:: Records supplied ::

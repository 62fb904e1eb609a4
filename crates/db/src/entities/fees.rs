//! `SeaORM` Entity for fees table.

use sea_orm::entity::prelude::*;
use serde::{Deserialize, Serialize};

use super::sea_orm_active_enums::FeeScope;

#[derive(Clone, Debug, PartialEq, DeriveEntityModel, Eq, Serialize, Deserialize)]
#[sea_orm(table_name = "fees")]
pub struct Model {
    #[sea_orm(primary_key, auto_increment = false)]
    pub id: Uuid,
    pub school_id: Uuid,
    pub section_id: Uuid,
    pub session_id: Uuid,
    pub term_id: Uuid,
    pub class_id: Option<Uuid>,
    pub student_id: Option<Uuid>,
    pub fee_name: String,
    #[sea_orm(column_type = "Decimal(Some((12, 2)))")]
    pub amount: Decimal,
    pub fee_scope: FeeScope,
    pub description: Option<String>,
    pub is_active: bool,
    pub created_at: DateTimeWithTimeZone,
    pub updated_at: DateTimeWithTimeZone,
}

#[derive(Copy, Clone, Debug, EnumIter, DeriveRelation)]
pub enum Relation {
    #[sea_orm(
        belongs_to = "super::schools::Entity",
        from = "Column::SchoolId",
        to = "super::schools::Column::Id",
        on_delete = "Cascade"
    )]
    Schools,
    #[sea_orm(has_many = "super::payments::Entity")]
    Payments,
}

impl Related<super::payments::Entity> for Entity {
    fn to() -> RelationDef {
        Relation::Payments.def()
    }
}

impl ActiveModelBehavior for ActiveModel {}
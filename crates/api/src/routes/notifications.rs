//! Notification routes for the current user.

use axum::{
    Json, Router,
    extract::{Path, Query, State},
    http::StatusCode,
    routing::{delete, get, post},
};
use scholaris_core::auth::UserRole;
use scholaris_db::{
    NewNotification, NotificationRepository, UserRepository, entities::notifications,
};
use scholaris_shared::types::{PageRequest, PageResponse};
use serde::{Deserialize, Serialize};
use tracing::info;
use uuid::Uuid;
use validator::Validate;

use crate::{
    AppState,
    error::ApiResult,
    extractors::ValidatedJson,
    middleware::AuthUser,
};

/// Kind stored on broadcast notifications.
const BROADCAST_KIND: &str = "announcement";

/// Creates the notification routes.
pub fn routes() -> Router<AppState> {
    Router::new()
        .route("/notifications", get(list_notifications))
        .route("/notifications/unread-count", get(unread_count))
        .route("/notifications/read-all", post(mark_all_read))
        .route("/notifications/broadcast", post(broadcast))
        .route("/notifications/{notification}", delete(delete_notification))
        .route("/notifications/{notification}/read", post(mark_read))
}

/// Query parameters for listing notifications.
#[derive(Debug, Deserialize)]
pub struct NotificationQuery {
    /// Only unread notifications.
    #[serde(default)]
    pub unread: bool,
}

/// Request body for a broadcast.
#[derive(Debug, Deserialize, Validate)]
pub struct BroadcastRequest {
    /// Recipients: every active user with this role.
    pub role: UserRole,
    /// Title.
    #[validate(length(min = 1, max = 255, message = "Title is required"))]
    pub title: String,
    /// Body.
    #[validate(length(min = 1, message = "Message is required"))]
    pub message: String,
}

/// A count of affected or matching notifications.
#[derive(Debug, Serialize)]
pub struct CountResponse {
    /// Count.
    pub count: u64,
}

/// GET /notifications - The caller's notifications.
async fn list_notifications(
    State(state): State<AppState>,
    auth: AuthUser,
    Query(query): Query<NotificationQuery>,
    Query(page): Query<PageRequest>,
) -> ApiResult<Json<PageResponse<notifications::Model>>> {
    let rows = NotificationRepository::new(state.conn())
        .list(auth.user_id(), query.unread, &page)
        .await?;
    Ok(Json(rows.into()))
}

/// GET /notifications/unread-count
async fn unread_count(
    State(state): State<AppState>,
    auth: AuthUser,
) -> ApiResult<Json<CountResponse>> {
    let count = NotificationRepository::new(state.conn())
        .unread_count(auth.user_id())
        .await?;
    Ok(Json(CountResponse { count }))
}

/// POST /notifications/{notification}/read
async fn mark_read(
    State(state): State<AppState>,
    auth: AuthUser,
    Path(notification_id): Path<Uuid>,
) -> ApiResult<StatusCode> {
    NotificationRepository::new(state.conn())
        .mark_read(auth.user_id(), notification_id)
        .await?;
    Ok(StatusCode::NO_CONTENT)
}

/// POST /notifications/read-all
async fn mark_all_read(
    State(state): State<AppState>,
    auth: AuthUser,
) -> ApiResult<Json<CountResponse>> {
    let count = NotificationRepository::new(state.conn())
        .mark_all_read(auth.user_id())
        .await?;
    Ok(Json(CountResponse { count }))
}

/// DELETE /notifications/{notification}
async fn delete_notification(
    State(state): State<AppState>,
    auth: AuthUser,
    Path(notification_id): Path<Uuid>,
) -> ApiResult<StatusCode> {
    NotificationRepository::new(state.conn())
        .delete(auth.user_id(), notification_id)
        .await?;
    Ok(StatusCode::NO_CONTENT)
}

/// POST /notifications/broadcast - Notify every user of a role in the
/// caller's school.
async fn broadcast(
    State(state): State<AppState>,
    auth: AuthUser,
    ValidatedJson(payload): ValidatedJson<BroadcastRequest>,
) -> ApiResult<Json<CountResponse>> {
    auth.require(UserRole::is_staff)?;
    let school_id = auth.school_id();

    let recipients = UserRepository::new(state.conn())
        .ids_with_role(school_id, payload.role.into())
        .await?;
    let batch = recipients
        .into_iter()
        .map(|user_id| NewNotification {
            user_id,
            kind: BROADCAST_KIND.to_string(),
            title: payload.title.clone(),
            message: payload.message.clone(),
            data: None,
        })
        .collect();

    let count = NotificationRepository::new(state.conn())
        .create_many(batch)
        .await?;
    info!(
        school_id = %school_id,
        role = %payload.role,
        count,
        "Broadcast delivered"
    );
    Ok(Json(CountResponse { count }))
}
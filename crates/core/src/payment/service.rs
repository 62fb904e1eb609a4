//! Payment amount conversion, references and verification decisions.

use chrono::{DateTime, Utc};
use rust_decimal::Decimal;
use rust_decimal::prelude::ToPrimitive;
use thiserror::Error;
use uuid::Uuid;

use super::types::{PaymentStatus, VerifyAction};

/// Errors from payment calculations.
#[derive(Debug, Error, PartialEq, Eq)]
pub enum PaymentError {
    /// Amount must be positive.
    #[error("payment amount must be greater than zero")]
    NonPositiveAmount,

    /// Amount has more precision than minor units allow.
    #[error("payment amount has more than two decimal places")]
    TooPrecise,

    /// Amount does not fit the gateway's integer range.
    #[error("payment amount is too large")]
    TooLarge,
}

/// Payment lifecycle rules.
pub struct PaymentService;

impl PaymentService {
    /// Converts a major-unit amount to minor units (x100).
    pub fn to_minor_units(amount: Decimal) -> Result<i64, PaymentError> {
        if amount <= Decimal::ZERO {
            return Err(PaymentError::NonPositiveAmount);
        }
        let minor = amount
            .checked_mul(Decimal::ONE_HUNDRED)
            .ok_or(PaymentError::TooLarge)?;
        if minor.fract() != Decimal::ZERO {
            return Err(PaymentError::TooPrecise);
        }
        minor.to_i64().ok_or(PaymentError::TooLarge)
    }

    /// Converts minor units back to a major-unit amount.
    #[must_use]
    pub fn from_minor_units(minor: i64) -> Decimal {
        Decimal::new(minor, 2)
    }

    /// Builds a payment reference of the form `PAY_{unix}_{12 hex}`.
    #[must_use]
    pub fn generate_reference(now: DateTime<Utc>) -> String {
        let suffix = Uuid::new_v4().simple().to_string();
        format!("PAY_{}_{}", now.timestamp(), &suffix[..12])
    }

    /// Decides how to reconcile a local row with the gateway's answer.
    ///
    /// A successful row is never touched again, so repeated verification
    /// cannot duplicate or double count a payment.
    #[must_use]
    pub fn decide(existing: Option<PaymentStatus>, gateway_success: bool) -> VerifyAction {
        match (existing, gateway_success) {
            (Some(PaymentStatus::Success), _) => VerifyAction::AlreadySettled,
            (Some(_), true) => VerifyAction::MarkSuccess,
            (None, true) => VerifyAction::CreateSuccess,
            (Some(PaymentStatus::Pending), false) => VerifyAction::MarkFailed,
            (Some(PaymentStatus::Failed) | None, false) => VerifyAction::Reject,
        }
    }
}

:::

Set down exactly the lines that begin the records and continue through the line bearing "impl ActiveModelBehavior for"; include both ends.

#### Answer section:
repository 62fb904e1eb609a4
filename crates/db/src/entities/fees.rs
//! `SeaORM` Entity for fees table.

use sea_orm::entity::prelude::*;
use serde::{Deserialize, Serialize};

use super::sea_orm_active_enums::FeeScope;

#[derive(Clone, Debug, PartialEq, DeriveEntityModel, Eq, Serialize, Deserialize)]
#[sea_orm(table_name = "fees")]
pub struct Model {
    #[sea_orm(primary_key, auto_increment = false)]
    pub id: Uuid,
    pub school_id: Uuid,
    pub section_id: Uuid,
    pub session_id: Uuid,
    pub term_id: Uuid,
    pub class_id: Option<Uuid>,
    pub student_id: Option<Uuid>,
    pub fee_name: String,
    #[sea_orm(column_type = "Decimal(Some((12, 2)))")]
    pub amount: Decimal,
    pub fee_scope: FeeScope,
    pub description: Option<String>,
    pub is_active: bool,
    pub created_at: DateTimeWithTimeZone,
    pub updated_at: DateTimeWithTimeZone,
}

#[derive(Copy, Clone, Debug, EnumIter, DeriveRelation)]
pub enum Relation {
    #[sea_orm(
        belongs_to = "super::schools::Entity",
        from = "Column::SchoolId",
        to = "super::schools::Column::Id",
        on_delete = "Cascade"
    )]
    Schools,
    #[sea_orm(has_many = "super::payments::Entity")]
    Payments,
}

impl Related<super::payments::Entity> for Entity {
    fn to() -> RelationDef {
        Relation::Payments.def()
    }
}

impl ActiveModelBehavior for ActiveModel {}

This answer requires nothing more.